**PROBLEM DETAILS**: So that nothing is lost, restate each entry exactly as supplied.

**GIVEN RECORDS**:

◆ ◆ ◆ ◆ ◆ ◆ ◆

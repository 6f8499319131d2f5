//! Configuration file and environment overrides
//!
//! Precedence, lowest first:
//! 1. Built-in defaults
//! 2. JSON config file (`--config`), every field optional
//! 3. Environment: `HOST`, `PORT`, `FRONTEND_URL`,
//!    `INTERN_TRACKER_DATA_DIR`, `INTERN_TRACKER_LOG_FORMAT`
//! 4. `--port` flag (applied by the serve command)

use std::fs;
use std::path::{Path, PathBuf};

use serde::{Deserialize, Serialize};

use super::errors::{CliError, CliResult};
use crate::http_server::HttpServerConfig;
use crate::observability::LogFormat;
use crate::store::StoreConfig;

pub const ENV_HOST: &str = "HOST";
pub const ENV_PORT: &str = "PORT";
pub const ENV_FRONTEND_URL: &str = "FRONTEND_URL";
pub const ENV_DATA_DIR: &str = "INTERN_TRACKER_DATA_DIR";
pub const ENV_LOG_FORMAT: &str = "INTERN_TRACKER_LOG_FORMAT";

/// Configuration file structure
#[derive(Debug, Clone, Default, PartialEq, Eq, Serialize, Deserialize)]
pub struct Config {
    /// HTTP listener and CORS
    #[serde(default)]
    pub server: HttpServerConfig,

    /// Store backend (default: memory)
    #[serde(default)]
    pub store: StoreConfig,

    /// Log output format (default: pretty)
    #[serde(default)]
    pub log_format: LogFormat,
}

impl Config {
    /// Load configuration from file
    pub fn load(path: &Path) -> CliResult<Self> {
        let content = fs::read_to_string(path).map_err(|e| {
            CliError::config_error(format!("Failed to read config {}: {}", path.display(), e))
        })?;

        serde_json::from_str(&content)
            .map_err(|e| CliError::config_error(format!("Invalid config JSON: {}", e)))
    }

    /// Effective configuration: file (or defaults), then process environment
    pub fn resolve(path: Option<&Path>) -> CliResult<Self> {
        let mut config = match path {
            Some(path) => Self::load(path)?,
            None => Self::default(),
        };
        config.apply_env(|key| std::env::var(key).ok())?;
        config.validate()?;
        Ok(config)
    }

    /// Apply overrides from `lookup`, which maps a variable name to its value
    pub fn apply_env<F>(&mut self, lookup: F) -> CliResult<()>
    where
        F: Fn(&str) -> Option<String>,
    {
        let var = |key: &str| lookup(key).filter(|v| !v.trim().is_empty());

        if let Some(host) = var(ENV_HOST) {
            self.server.host = host.trim().to_string();
        }

        if let Some(port) = var(ENV_PORT) {
            self.server.port = port.trim().parse().map_err(|_| {
                CliError::config_error(format!("Invalid {}: '{}'", ENV_PORT, port))
            })?;
        }

        if let Some(origin) = var(ENV_FRONTEND_URL) {
            self.server.allow_origin(origin);
        }

        if let Some(dir) = var(ENV_DATA_DIR) {
            self.store = StoreConfig::JsonDir {
                path: PathBuf::from(dir.trim()),
            };
        }

        if let Some(format) = var(ENV_LOG_FORMAT) {
            self.log_format = format.parse().map_err(CliError::Config)?;
        }

        Ok(())
    }

    /// Validate configuration
    pub fn validate(&self) -> CliResult<()> {
        if self.server.port == 0 {
            return Err(CliError::config_error("server.port must be > 0"));
        }

        if self.server.host.trim().is_empty() {
            return Err(CliError::config_error("server.host must not be empty"));
        }

        if let StoreConfig::JsonDir { path } = &self.store {
            if path.as_os_str().is_empty() {
                return Err(CliError::config_error("store.path must not be empty"));
            }
        }

        Ok(())
    }
}

#[cfg(test)]
mod tests {
    use super::*;
    use std::collections::HashMap;
    use tempfile::TempDir;

    fn env(pairs: &[(&str, &str)]) -> impl Fn(&str) -> Option<String> {
        let map: HashMap<String, String> = pairs
            .iter()
            .map(|(k, v)| (k.to_string(), v.to_string()))
            .collect();
        move |key| map.get(key).cloned()
    }

    #[test]
    fn test_defaults() {
        let config = Config::default();
        assert_eq!(config.server.port, 5000);
        assert_eq!(config.store, StoreConfig::Memory);
        assert_eq!(config.log_format, LogFormat::Pretty);
        assert!(config.validate().is_ok());
    }

    #[test]
    fn test_load_partial_file() {
        let tmp = TempDir::new().unwrap();
        let path = tmp.path().join("tracker.json");
        fs::write(
            &path,
            r#"{"store": {"backend": "json_dir", "path": "/var/lib/interns"}, "log_format": "json"}"#,
        )
        .unwrap();

        let config = Config::load(&path).unwrap();
        assert_eq!(config.server, HttpServerConfig::default());
        assert_eq!(config.log_format, LogFormat::Json);
        assert_eq!(
            config.store,
            StoreConfig::JsonDir {
                path: PathBuf::from("/var/lib/interns")
            }
        );
    }

    #[test]
    fn test_load_missing_file() {
        let result = Config::load(Path::new("/nonexistent/tracker.json"));
        assert!(matches!(result, Err(CliError::Config(_))));
    }

    #[test]
    fn test_load_invalid_json() {
        let tmp = TempDir::new().unwrap();
        let path = tmp.path().join("tracker.json");
        fs::write(&path, "{ nope").unwrap();

        assert!(matches!(Config::load(&path), Err(CliError::Config(_))));
    }

    #[test]
    fn test_env_overrides() {
        let mut config = Config::default();
        config
            .apply_env(env(&[
                ("PORT", "8081"),
                ("FRONTEND_URL", "https://interns.example.com"),
                ("INTERN_TRACKER_DATA_DIR", "./data/interns"),
                ("INTERN_TRACKER_LOG_FORMAT", "json"),
            ]))
            .unwrap();

        assert_eq!(config.server.port, 8081);
        assert!(config
            .server
            .cors_origins
            .contains(&"https://interns.example.com".to_string()));
        assert_eq!(
            config.store,
            StoreConfig::JsonDir {
                path: PathBuf::from("./data/interns")
            }
        );
        assert_eq!(config.log_format, LogFormat::Json);
    }

    #[test]
    fn test_blank_env_ignored() {
        let mut config = Config::default();
        config.apply_env(env(&[("PORT", "  ")])).unwrap();
        assert_eq!(config.server.port, 5000);
    }

    #[test]
    fn test_invalid_env_port() {
        let mut config = Config::default();
        let result = config.apply_env(env(&[("PORT", "http")]));
        assert!(matches!(result, Err(CliError::Config(_))));
    }

    #[test]
    fn test_validate_rejects_zero_port() {
        let mut config = Config::default();
        config.server.port = 0;
        assert!(config.validate().is_err());
    }
}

◆ ◆ ◆ ◆ ◆ ◆ ◆

**ANSWER AREA**:
repository 6f8499319131d2f5
//! Configuration file and environment overrides
//!
//! Precedence, lowest first:
//! 1. Built-in defaults
//! 2. JSON config file (`--config`), every field optional
//! 3. Environment: `HOST`, `PORT`, `FRONTEND_URL`,
//!    `INTERN_TRACKER_DATA_DIR`, `INTERN_TRACKER_LOG_FORMAT`
//! 4. `--port` flag (applied by the serve command)

use std::fs;
use std::path::{Path, PathBuf};

use serde::{Deserialize, Serialize};

use super::errors::{CliError, CliResult};
use crate::http_server::HttpServerConfig;
use crate::observability::LogFormat;
use crate::store::StoreConfig;

pub const ENV_HOST: &str = "HOST";
pub const ENV_PORT: &str = "PORT";
pub const ENV_FRONTEND_URL: &str = "FRONTEND_URL";
pub const ENV_DATA_DIR: &str = "INTERN_TRACKER_DATA_DIR";
pub const ENV_LOG_FORMAT: &str = "INTERN_TRACKER_LOG_FORMAT";

/// Configuration file structure
#[derive(Debug, Clone, Default, PartialEq, Eq, Serialize, Deserialize)]
pub struct Config {
    /// HTTP listener and CORS
    #[serde(default)]
    pub server: HttpServerConfig,

    /// Store backend (default: memory)
    #[serde(default)]
    pub store: StoreConfig,

    /// Log output format (default: pretty)
    #[serde(default)]
    pub log_format: LogFormat,
}

impl Config {
    /// Load configuration from file
    pub fn load(path: &Path) -> CliResult<Self> {
        let content = fs::read_to_string(path).map_err(|e| {
            CliError::config_error(format!("Failed to read config {}: {}", path.display(), e))
        })?;

        serde_json::from_str(&content)
            .map_err(|e| CliError::config_error(format!("Invalid config JSON: {}", e)))
    }

    /// Effective configuration: file (or defaults), then process environment
    pub fn resolve(path: Option<&Path>) -> CliResult<Self> {
        let mut config = match path {
            Some(path) => Self::load(path)?,
            None => Self::default(),
        };
        config.apply_env(|key| std::env::var(key).ok())?;
        config.validate()?;
        Ok(config)
    }

    /// Apply overrides from `lookup`, which maps a variable name to its value
    pub fn apply_env<F>(&mut self, lookup: F) -> CliResult<()>
    where
        F: Fn(&str) -> Option<String>,
    {
        let var = |key: &str| lookup(key).filter(|v| !v.trim().is_empty());

        if let Some(host) = var(ENV_HOST) {
            self.server.host = host.trim().to_string();
        }

        if let Some(port) = var(ENV_PORT) {
            self.server.port = port.trim().parse().map_err(|_| {
                CliError::config_error(format!("Invalid {}: '{}'", ENV_PORT, port))
            })?;
        }

        if let Some(origin) = var(ENV_FRONTEND_URL) {
            self.server.allow_origin(origin);
        }

        if let Some(dir) = var(ENV_DATA_DIR) {
            self.store = StoreConfig::JsonDir {
                path: PathBuf::from(dir.trim()),
            };
        }

        if let Some(format) = var(ENV_LOG_FORMAT) {
            self.log_format = format.parse().map_err(CliError::Config)?;
        }

        Ok(())
    }

    /// Validate configuration
    pub fn validate(&self) -> CliResult<()> {
        if self.server.port == 0 {
            return Err(CliError::config_error("server.port must be > 0"));
        }

        if self.server.host.trim().is_empty() {
            return Err(CliError::config_error("server.host must not be empty"));
        }

        if let StoreConfig::JsonDir { path } = &self.store {
            if path.as_os_str().is_empty() {
                return Err(CliError::config_error("store.path must not be empty"));
            }
        }

        Ok(())
    }
}

#[cfg(test)]
mod tests {
    use super::*;
    use std::collections::HashMap;
    use tempfile::TempDir;

    fn env(pairs: &[(&str, &str)]) -> impl Fn(&str) -> Option<String> {
        let map: HashMap<String, String> = pairs
            .iter()
            .map(|(k, v)| (k.to_string(), v.to_string()))
            .collect();
        move |key| map.get(key).cloned()
    }

    #[test]
    fn test_defaults() {
        let config = Config::default();
        assert_eq!(config.server.port, 5000);
        assert_eq!(config.store, StoreConfig::Memory);
        assert_eq!(config.log_format, LogFormat::Pretty);
        assert!(config.validate().is_ok());
    }

    #[test]
    fn test_load_partial_file() {
        let tmp = TempDir::new().unwrap();
        let path = tmp.path().join("tracker.json");
        fs::write(
            &path,
            r#"{"store": {"backend": "json_dir", "path": "/var/lib/interns"}, "log_format": "json"}"#,
        )
        .unwrap();

        let config = Config::load(&path).unwrap();
        assert_eq!(config.server, HttpServerConfig::default());
        assert_eq!(config.log_format, LogFormat::Json);
        assert_eq!(
            config.store,
            StoreConfig::JsonDir {
                path: PathBuf::from("/var/lib/interns")
            }
        );
    }

    #[test]
    fn test_load_missing_file() {
        let result = Config::load(Path::new("/nonexistent/tracker.json"));
        assert!(matches!(result, Err(CliError::Config(_))));
    }

    #[test]
    fn test_load_invalid_json() {
        let tmp = TempDir::new().unwrap();
        let path = tmp.path().join("tracker.json");
        fs::write(&path, "{ nope").unwrap();

        assert!(matches!(Config::load(&path), Err(CliError::Config(_))));
    }

    #[test]
    fn test_env_overrides() {
        let mut config = Config::default();
        config
            .apply_env(env(&[
                ("PORT", "8081"),
                ("FRONTEND_URL", "https://interns.example.com"),
                ("INTERN_TRACKER_DATA_DIR", "./data/interns"),
                ("INTERN_TRACKER_LOG_FORMAT", "json"),
            ]))
            .unwrap();

        assert_eq!(config.server.port, 8081);
        assert!(config
            .server
            .cors_origins
            .contains(&"https://interns.example.com".to_string()));
        assert_eq!(
            config.store,
            StoreConfig::JsonDir {
                path: PathBuf::from("./data/interns")
            }
        );
        assert_eq!(config.log_format, LogFormat::Json);
    }

    #[test]
    fn test_blank_env_ignored() {
        let mut config = Config::default();
        config.apply_env(env(&[("PORT", "  ")])).unwrap();
        assert_eq!(config.server.port, 5000);
    }

    #[test]
    fn test_invalid_env_port() {
        let mut config = Config::default();
        let result = config.apply_env(env(&[("PORT", "http")]));
        assert!(matches!(result, Err(CliError::Config(_))));
    }

    #[test]
    fn test_validate_rejects_zero_port() {
        let mut config = Config::default();
        config.server.port = 0;
        assert!(config.validate().is_err());
    }
}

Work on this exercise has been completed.